[Dataset excerpts]
################
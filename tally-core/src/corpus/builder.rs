//! Builds a sentence dataset from a raw text file.
//!
//! One record per non-blank line. The output schema is `sentence,length`,
//! ready to be written with [`write_csv`](super::write_csv) and loaded back
//! by the [`Loader`](super::Loader).

use super::{token_length, Corpus, Record, Schema};
use crate::analyzer::TextNormalizer;
use std::path::Path;
use std::sync::Arc;
use tally_types::config::{DEFAULT_LENGTH_FIELD, DEFAULT_TEXT_FIELD};
use tally_types::LoadError;

/// Line-per-record dataset builder.
#[derive(Debug, Clone, Default)]
pub struct DatasetBuilder {
    clean: bool,
    min_length: u32,
}

impl DatasetBuilder {
    /// Builder that keeps lines verbatim (trimmed) with no length floor.
    pub fn new() -> Self {
        Self::default()
    }

    /// When set, lines are lowercased and stripped of punctuation before storing.
    pub fn clean(mut self, clean: bool) -> Self {
        self.clean = clean;
        self
    }

    /// Drops lines with fewer than `min_length` tokens.
    pub fn min_length(mut self, min_length: u32) -> Self {
        self.min_length = min_length;
        self
    }

    /// Builds the dataset from raw text.
    pub fn build(&self, raw: &str) -> Corpus {
        let normalizer = TextNormalizer::new();
        let mut dropped = 0usize;

        let records: Vec<Record> = raw
            .lines()
            .map(str::trim)
            .filter(|line| !line.is_empty())
            .filter_map(|line| {
                let sentence = if self.clean {
                    normalizer.normalize(line)
                } else {
                    line.to_owned()
                };
                let length = token_length(&sentence);
                if sentence.is_empty() || length < self.min_length {
                    dropped += 1;
                    return None;
                }
                Some(Record::new(vec![sentence, length.to_string()], length))
            })
            .collect();

        log::info!(
            "built dataset: {} sentences kept, {} dropped",
            records.len(),
            dropped
        );

        let schema = Schema {
            columns: vec![DEFAULT_TEXT_FIELD.to_owned(), DEFAULT_LENGTH_FIELD.to_owned()],
            text_column: 0,
            length_column: 1,
        };
        Corpus::new(Arc::new(schema), records)
    }

    /// Reads `path` as UTF-8 and builds the dataset.
    pub fn build_path(&self, path: &Path) -> Result<Corpus, LoadError> {
        let raw = std::fs::read_to_string(path)?;
        Ok(self.build(&raw))
    }
}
################
*ASSIGNMENT:*
Word for word, restate all of the records.

*TASK OUTPUT:*
filename tally-core/src/corpus/builder.rs
//! Builds a sentence dataset from a raw text file.
//!
//! One record per non-blank line. The output schema is `sentence,length`,
//! ready to be written with [`write_csv`](super::write_csv) and loaded back
//! by the [`Loader`](super::Loader).

use super::{token_length, Corpus, Record, Schema};
use crate::analyzer::TextNormalizer;
use std::path::Path;
use std::sync::Arc;
use tally_types::config::{DEFAULT_LENGTH_FIELD, DEFAULT_TEXT_FIELD};
use tally_types::LoadError;

/// Line-per-record dataset builder.
#[derive(Debug, Clone, Default)]
pub struct DatasetBuilder {
    clean: bool,
    min_length: u32,
}

impl DatasetBuilder {
    /// Builder that keeps lines verbatim (trimmed) with no length floor.
    pub fn new() -> Self {
        Self::default()
    }

    /// When set, lines are lowercased and stripped of punctuation before storing.
    pub fn clean(mut self, clean: bool) -> Self {
        self.clean = clean;
        self
    }

    /// Drops lines with fewer than `min_length` tokens.
    pub fn min_length(mut self, min_length: u32) -> Self {
        self.min_length = min_length;
        self
    }

    /// Builds the dataset from raw text.
    pub fn build(&self, raw: &str) -> Corpus {
        let normalizer = TextNormalizer::new();
        let mut dropped = 0usize;

        let records: Vec<Record> = raw
            .lines()
            .map(str::trim)
            .filter(|line| !line.is_empty())
            .filter_map(|line| {
                let sentence = if self.clean {
                    normalizer.normalize(line)
                } else {
                    line.to_owned()
                };
                let length = token_length(&sentence);
                if sentence.is_empty() || length < self.min_length {
                    dropped += 1;
                    return None;
                }
                Some(Record::new(vec![sentence, length.to_string()], length))
            })
            .collect();

        log::info!(
            "built dataset: {} sentences kept, {} dropped",
            records.len(),
            dropped
        );

        let schema = Schema {
            columns: vec![DEFAULT_TEXT_FIELD.to_owned(), DEFAULT_LENGTH_FIELD.to_owned()],
            text_column: 0,
            length_column: 1,
        };
        Corpus::new(Arc::new(schema), records)
    }

    /// Reads `path` as UTF-8 and builds the dataset.
    pub fn build_path(&self, path: &Path) -> Result<Corpus, LoadError> {
        let raw = std::fs::read_to_string(path)?;
        Ok(self.build(&raw))
    }
}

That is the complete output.